- [PROBLEM REQUIREMENTS]:
Your answer should be the lines below from the one holding "let mut parts = stored.split('$');" through the one holding "pub struct SessionSigner", copied exactly and with nothing else.
*****
//! Credentials and sessions.
//!
//! - [`CredentialHasher`]: salted, iterated BLAKE3 password hashes
//! - [`SessionSigner`]: Ed25519-signed bearer tokens
//! - [`AuthUser`] / [`AdminUser`]: extractors that verify the token and
//!   reload the account on every request

use async_trait::async_trait;
use axum::extract::FromRequestParts;
use axum::http::header::AUTHORIZATION;
use axum::http::request::Parts;
use base64::engine::general_purpose::URL_SAFE_NO_PAD;
use base64::Engine;
use chrono::{DateTime, Utc};
use ed25519_dalek::{Signature, Signer, SigningKey, VerifyingKey};
use pageant_core::{Account, AccountId, Role};
use rand::{rngs::OsRng, RngCore};
use serde::{Deserialize, Serialize};
use std::sync::Arc;
use std::time::Duration;
use thiserror::Error;
use tracing::debug;

use crate::error::ApiError;
use crate::state::AppState;

const SALT_LEN: usize = 16;
const HASH_SCHEME: &str = "blake3";

#[derive(Debug, Error, PartialEq, Eq)]
pub enum AuthError {
    #[error("Malformed token")]
    MalformedToken,

    #[error("Invalid token signature")]
    BadSignature,

    #[error("Token expired")]
    Expired,
}

/// Password hashing contract
pub trait CredentialHasher: Send + Sync {
    fn hash(&self, password: &str) -> String;
    fn verify(&self, password: &str, stored: &str) -> bool;
}

/// `blake3$<iterations>$<salt hex>$<digest hex>`
#[derive(Debug, Clone)]
pub struct Blake3Hasher {
    iterations: u32,
}

impl Blake3Hasher {
    pub const DEFAULT_ITERATIONS: u32 = 50_000;

    pub fn new(iterations: u32) -> Self {
        Self {
            iterations: iterations.max(1),
        }
    }

    fn derive(&self, iterations: u32, salt: &[u8], password: &str) -> blake3::Hash {
        let mut digest = {
            let mut hasher = blake3::Hasher::new();
            hasher.update(salt);
            hasher.update(password.as_bytes());
            hasher.finalize()
        };
        for _ in 1..iterations {
            let mut hasher = blake3::Hasher::new();
            hasher.update(digest.as_bytes());
            hasher.update(salt);
            digest = hasher.finalize();
        }
        digest
    }
}

impl Default for Blake3Hasher {
    fn default() -> Self {
        Self::new(Self::DEFAULT_ITERATIONS)
    }
}

impl CredentialHasher for Blake3Hasher {
    fn hash(&self, password: &str) -> String {
        let mut salt = [0u8; SALT_LEN];
        OsRng.fill_bytes(&mut salt);
        let digest = self.derive(self.iterations, &salt, password);
        format!(
            "{HASH_SCHEME}${}${}${}",
            self.iterations,
            hex::encode(salt),
            digest.to_hex()
        )
    }

    fn verify(&self, password: &str, stored: &str) -> bool {
        let mut parts = stored.split('$');
        let (Some(HASH_SCHEME), Some(iterations), Some(salt), Some(digest), None) = (
            parts.next(),
            parts.next(),
            parts.next(),
            parts.next(),
            parts.next(),
        ) else {
            return false;
        };
        let (Ok(iterations), Ok(salt), Ok(expected)) = (
            iterations.parse::<u32>(),
            hex::decode(salt),
            blake3::Hash::from_hex(digest),
        ) else {
            return false;
        };
        if iterations == 0 {
            return false;
        }
        // blake3::Hash equality is constant-time
        self.derive(iterations, &salt, password) == expected
    }
}

/// Token payload
#[derive(Debug, Clone, PartialEq, Eq, Serialize, Deserialize)]
pub struct Claims {
    pub sub: AccountId,
    pub iat: i64,
    pub exp: i64,
}

/// Issues and verifies `base64url(claims).base64url(signature)` tokens
#[derive(Clone)]
pub struct SessionSigner {
    signing_key: SigningKey,
    verifying_key: VerifyingKey,
    ttl: Duration,
}

impl SessionSigner {
    pub fn from_seed(seed: &[u8; 32], ttl: Duration) -> Self {
        let signing_key = SigningKey::from_bytes(seed);
        let verifying_key = signing_key.verifying_key();
        Self {
            signing_key,
            verifying_key,
            ttl,
        }
    }

    /// Fresh random key; tokens die with the process
    pub fn ephemeral(ttl: Duration) -> Self {
        let mut seed = [0u8; 32];
        OsRng.fill_bytes(&mut seed);
        Self::from_seed(&seed, ttl)
    }

    pub fn issue(&self, account: AccountId, now: DateTime<Utc>) -> String {
        let claims = Claims {
            sub: account,
            iat: now.timestamp(),
            exp: now.timestamp() + self.ttl.as_secs() as i64,
        };
        // Plain struct of uuid and integers; serialization is infallible
        let payload = serde_json::to_vec(&claims).unwrap_or_default();
        let signature = self.signing_key.sign(&payload);
        format!(
            "{}.{}",
            URL_SAFE_NO_PAD.encode(&payload),
            URL_SAFE_NO_PAD.encode(signature.to_bytes())
        )
    }

    pub fn verify(&self, token: &str, now: DateTime<Utc>) -> Result<Claims, AuthError> {
        let (payload, signature) = token.split_once('.').ok_or(AuthError::MalformedToken)?;
        let payload = URL_SAFE_NO_PAD
            .decode(payload)
            .map_err(|_| AuthError::MalformedToken)?;
        let signature = URL_SAFE_NO_PAD
            .decode(signature)
            .map_err(|_| AuthError::MalformedToken)?;
        let signature =
            Signature::from_slice(&signature).map_err(|_| AuthError::MalformedToken)?;

        self.verifying_key
            .verify_strict(&payload, &signature)
            .map_err(|_| AuthError::BadSignature)?;

        let claims: Claims =
            serde_json::from_slice(&payload).map_err(|_| AuthError::MalformedToken)?;
        if claims.exp <= now.timestamp() {
            return Err(AuthError::Expired);
        }
        Ok(claims)
    }
}

fn bearer_token(parts: &Parts) -> Option<&str> {
    parts
        .headers
        .get(AUTHORIZATION)?
        .to_str()
        .ok()?
        .strip_prefix("Bearer ")
        .map(str::trim)
        .filter(|t| !t.is_empty())
}

/// Authenticated caller, reloaded from the store
#[derive(Debug, Clone)]
pub struct AuthUser(pub Account);

#[async_trait]
impl FromRequestParts<Arc<AppState>> for AuthUser {
    type Rejection = ApiError;

    async fn from_request_parts(
        parts: &mut Parts,
        state: &Arc<AppState>,
    ) -> Result<Self, Self::Rejection> {
        let token = bearer_token(parts).ok_or_else(ApiError::not_authorized)?;
        let claims = state.sessions.verify(token, Utc::now()).map_err(|e| {
            debug!(error = %e, "Rejected session token");
            ApiError::not_authorized()
        })?;

        let account = state
            .with_store(move |store| store.find_account(claims.sub))
            .await?
            .ok_or_else(ApiError::not_authorized)?;

        Ok(AuthUser(account))
    }
}

/// Authenticated caller holding the admin role
#[derive(Debug, Clone)]
pub struct AdminUser(pub Account);

#[async_trait]
impl FromRequestParts<Arc<AppState>> for AdminUser {
    type Rejection = ApiError;

    async fn from_request_parts(
        parts: &mut Parts,
        state: &Arc<AppState>,
    ) -> Result<Self, Self::Rejection> {
        let AuthUser(account) = AuthUser::from_request_parts(parts, state).await?;
        if !account.role.is_one_of(&[Role::Admin]) {
            return Err(ApiError::Forbidden(
                "You do not have permission to perform this action".to_string(),
            ));
        }
        Ok(AdminUser(account))
    }
}

/// Hash on the blocking pool
pub async fn hash_password(state: &AppState, password: String) -> Result<String, ApiError> {
    let hasher = Arc::clone(&state.hasher);
    tokio::task::spawn_blocking(move || hasher.hash(&password))
        .await
        .map_err(|e| ApiError::Internal(format!("hashing task failed: {e}")))
}

/// Verify on the blocking pool
pub async fn verify_password(
    state: &AppState,
    password: String,
    stored: String,
) -> Result<bool, ApiError> {
    let hasher = Arc::clone(&state.hasher);
    tokio::task::spawn_blocking(move || hasher.verify(&password, &stored))
        .await
        .map_err(|e| ApiError::Internal(format!("hashing task failed: {e}")))
}
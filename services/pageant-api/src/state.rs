use chrono::Utc;
use pageant_core::{
    validate_password, Account, AccountId, ContestStore, NewAccount, Role, StoreConfig,
    StoreError,
};
use std::sync::{Arc, Mutex};
use tracing::{info, warn};

use crate::auth::{hash_password, Blake3Hasher, CredentialHasher, SessionSigner};
use crate::config::{AdminBootstrap, Config};
use crate::error::ApiError;
use crate::mailer::{self, HttpMailRelay, LogMailer, MailMessage, Mailer};
use crate::media::{MemoryPhotoStorage, PhotoStorage, S3PhotoStorage};

pub struct AppState {
    store: Arc<Mutex<ContestStore>>,
    pub sessions: SessionSigner,
    pub hasher: Arc<dyn CredentialHasher>,
    pub mailer: Arc<dyn Mailer>,
    pub photos: Arc<dyn PhotoStorage>,
}

impl AppState {
    pub fn new(
        store: ContestStore,
        sessions: SessionSigner,
        hasher: Arc<dyn CredentialHasher>,
        mailer: Arc<dyn Mailer>,
        photos: Arc<dyn PhotoStorage>,
    ) -> Self {
        Self {
            store: Arc::new(Mutex::new(store)),
            sessions,
            hasher,
            mailer,
            photos,
        }
    }

    /// Wire up production collaborators from `config`
    pub async fn from_config(config: &Config) -> anyhow::Result<Self> {
        let store = ContestStore::open(&StoreConfig::new(&config.database_path))?;

        let sessions = match &config.session_key {
            Some(seed) => SessionSigner::from_seed(seed, config.session_ttl),
            None => SessionSigner::ephemeral(config.session_ttl),
        };

        let mailer: Arc<dyn Mailer> = match &config.mail {
            Some(mail) => Arc::new(HttpMailRelay::new(mail.relay_url.clone(), mail.from.clone())),
            None => Arc::new(LogMailer),
        };

        let photos: Arc<dyn PhotoStorage> = match &config.photos {
            Some(p) => Arc::new(S3PhotoStorage::from_env(p.bucket.clone(), p.public_url.clone()).await),
            None => {
                warn!("PHOTO_BUCKET not set; photos are kept in memory only");
                Arc::new(MemoryPhotoStorage::new())
            }
        };

        let state = Self::new(
            store,
            sessions,
            Arc::new(Blake3Hasher::default()),
            mailer,
            photos,
        );

        if let Some(admin) = &config.bootstrap_admin {
            state.bootstrap_admin(admin).await?;
        }

        Ok(state)
    }

    /// Run `f` against the store on the blocking pool
    pub async fn with_store<F, T>(&self, f: F) -> Result<T, ApiError>
    where
        F: FnOnce(&mut ContestStore) -> Result<T, StoreError> + Send + 'static,
        T: Send + 'static,
    {
        let store = Arc::clone(&self.store);
        tokio::task::spawn_blocking(move || {
            let mut guard = store
                .lock()
                .map_err(|_| ApiError::Internal("store lock poisoned".to_string()))?;
            f(&mut guard).map_err(ApiError::from)
        })
        .await
        .map_err(|e| ApiError::Internal(format!("store task failed: {e}")))?
    }

    /// Load-modify-save under one lock so concurrent requests cannot interleave
    pub async fn update_account<F, T>(&self, id: AccountId, f: F) -> Result<(Account, T), ApiError>
    where
        F: FnOnce(&mut Account) -> Result<T, StoreError> + Send + 'static,
        T: Send + 'static,
    {
        self.with_store(move |store| {
            let mut account = store.account(id)?;
            let out = f(&mut account)?;
            store.save_account(&account)?;
            Ok((account, out))
        })
        .await
    }

    pub fn notify(&self, message: MailMessage) {
        mailer::dispatch(Arc::clone(&self.mailer), message);
    }

    /// Create the first admin, or promote an existing account, when none exists
    pub async fn bootstrap_admin(&self, admin: &AdminBootstrap) -> Result<(), ApiError> {
        if self.with_store(|store| store.has_admin()).await? {
            return Ok(());
        }

        validate_password(&admin.password)?;
        let new = NewAccount::new("Administrator", &admin.email, String::new(), Role::Admin)?;
        let hash = hash_password(self, admin.password.clone()).await?;

        let account = self
            .with_store(move |store| {
                let now = Utc::now();
                match store.find_by_email(&new.email)? {
                    Some(mut existing) => {
                        existing.role = Role::Admin;
                        existing.updated_at = now;
                        store.save_account(&existing)?;
                        Ok(existing)
                    }
                    None => store.create_account(NewAccount { password_hash: hash, ..new }, now),
                }
            })
            .await?;

        info!(account_id = %account.id, email = %account.email, "Bootstrap admin ready");
        Ok(())
    }
}
//! Photo storage.
//!
//! [`PhotoStorage`] is the narrow upload/delete contract. [`S3PhotoStorage`]
//! is used in production; [`MemoryPhotoStorage`] keeps objects in process for
//! local runs and tests.

use async_trait::async_trait;
use aws_sdk_s3::primitives::ByteStream;
use aws_sdk_s3::Client as S3Client;
use bytes::Bytes;
use pageant_core::StoredPhoto;
use std::collections::HashMap;
use std::sync::Mutex;
use thiserror::Error;
use tracing::{debug, info};
use uuid::Uuid;

/// Per-file upload limit
pub const MAX_PHOTO_BYTES: usize = 5 * 1024 * 1024;
/// Gallery photos accepted in one request
pub const MAX_GALLERY_UPLOAD: usize = 5;

pub const PROFILE_FOLDER: &str = "profile-photos";
pub const GALLERY_FOLDER: &str = "competition-photos";

#[derive(Debug, Error)]
pub enum MediaError {
    #[error("Not an image! Please upload only images.")]
    NotAnImage,

    #[error("File too large: {size} bytes exceeds the {limit} byte limit")]
    TooLarge { size: usize, limit: usize },

    #[error("Storage error: {0}")]
    Storage(String),
}

/// One uploaded file, already read into memory
#[derive(Debug, Clone)]
pub struct UploadFile {
    pub file_name: Option<String>,
    pub content_type: String,
    pub bytes: Bytes,
}

impl UploadFile {
    /// Reject anything that is not `image/*` or exceeds [`MAX_PHOTO_BYTES`]
    pub fn validate(&self) -> Result<(), MediaError> {
        if !self.content_type.starts_with("image/") {
            return Err(MediaError::NotAnImage);
        }
        if self.bytes.len() > MAX_PHOTO_BYTES {
            return Err(MediaError::TooLarge {
                size: self.bytes.len(),
                limit: MAX_PHOTO_BYTES,
            });
        }
        Ok(())
    }

    /// Object key under `folder`, keeping the original extension when sane
    fn object_key(&self, folder: &str) -> String {
        let extension = self
            .file_name
            .as_deref()
            .and_then(|name| name.rsplit_once('.'))
            .map(|(_, ext)| ext.to_ascii_lowercase())
            .filter(|ext| !ext.is_empty() && ext.len() <= 5 && ext.chars().all(|c| c.is_ascii_alphanumeric()));

        match extension {
            Some(ext) => format!("{folder}/{}.{ext}", Uuid::new_v4()),
            None => format!("{folder}/{}", Uuid::new_v4()),
        }
    }
}

#[async_trait]
pub trait PhotoStorage: Send + Sync {
    async fn upload(&self, folder: &str, file: UploadFile) -> Result<StoredPhoto, MediaError>;
    async fn delete(&self, id: &str) -> Result<(), MediaError>;
}

pub struct S3PhotoStorage {
    client: S3Client,
    bucket: String,
    public_url: String,
}

impl S3PhotoStorage {
    pub async fn from_env(bucket: String, public_url: String) -> Self {
        let aws_config = aws_config::load_defaults(aws_config::BehaviorVersion::latest()).await;
        Self {
            client: S3Client::new(&aws_config),
            bucket,
            public_url,
        }
    }
}

#[async_trait]
impl PhotoStorage for S3PhotoStorage {
    async fn upload(&self, folder: &str, file: UploadFile) -> Result<StoredPhoto, MediaError> {
        let key = file.object_key(folder);
        let size = file.bytes.len();

        self.client
            .put_object()
            .bucket(&self.bucket)
            .key(&key)
            .content_type(&file.content_type)
            .body(ByteStream::from(file.bytes))
            .send()
            .await
            .map_err(|e| MediaError::Storage(e.to_string()))?;

        info!(bucket = %self.bucket, key = %key, size, "Photo stored in S3");

        Ok(StoredPhoto {
            url: format!("{}/{key}", self.public_url),
            id: key,
        })
    }

    async fn delete(&self, id: &str) -> Result<(), MediaError> {
        self.client
            .delete_object()
            .bucket(&self.bucket)
            .key(id)
            .send()
            .await
            .map_err(|e| MediaError::Storage(e.to_string()))?;

        info!(bucket = %self.bucket, key = %id, "Photo deleted from S3");
        Ok(())
    }
}

/// In-process photo storage
#[derive(Default)]
pub struct MemoryPhotoStorage {
    objects: Mutex<HashMap<String, UploadFile>>,
}

impl MemoryPhotoStorage {
    pub const BASE_URL: &'static str = "memory://photos";

    pub fn new() -> Self {
        Self::default()
    }

    pub fn contains(&self, id: &str) -> bool {
        self.objects
            .lock()
            .map(|objects| objects.contains_key(id))
            .unwrap_or(false)
    }

    pub fn len(&self) -> usize {
        self.objects.lock().map(|objects| objects.len()).unwrap_or(0)
    }

    pub fn is_empty(&self) -> bool {
        self.len() == 0
    }
}

#[async_trait]
impl PhotoStorage for MemoryPhotoStorage {
    async fn upload(&self, folder: &str, file: UploadFile) -> Result<StoredPhoto, MediaError> {
        let key = file.object_key(folder);
        self.objects
            .lock()
            .map_err(|_| MediaError::Storage("photo store lock poisoned".to_string()))?
            .insert(key.clone(), file);

        debug!(key = %key, "Photo stored in memory");

        Ok(StoredPhoto {
            url: format!("{}/{key}", Self::BASE_URL),
            id: key,
        })
    }

    async fn delete(&self, id: &str) -> Result<(), MediaError> {
        self.objects
            .lock()
            .map_err(|_| MediaError::Storage("photo store lock poisoned".to_string()))?
            .remove(id);
        Ok(())
    }
}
*****
- [RESPONSE BOX]:
        let mut parts = stored.split('$');
        let (Some(HASH_SCHEME), Some(iterations), Some(salt), Some(digest), None) = (
            parts.next(),
            parts.next(),
            parts.next(),
            parts.next(),
            parts.next(),
        ) else {
            return false;
        };
        let (Ok(iterations), Ok(salt), Ok(expected)) = (
            iterations.parse::<u32>(),
            hex::decode(salt),
            blake3::Hash::from_hex(digest),
        ) else {
            return false;
        };
        if iterations == 0 {
            return false;
        }
        // blake3::Hash equality is constant-time
        self.derive(iterations, &salt, password) == expected
    }
}

/// Token payload
#[derive(Debug, Clone, PartialEq, Eq, Serialize, Deserialize)]
pub struct Claims {
    pub sub: AccountId,
    pub iat: i64,
    pub exp: i64,
}

/// Issues and verifies `base64url(claims).base64url(signature)` tokens
#[derive(Clone)]
pub struct SessionSigner {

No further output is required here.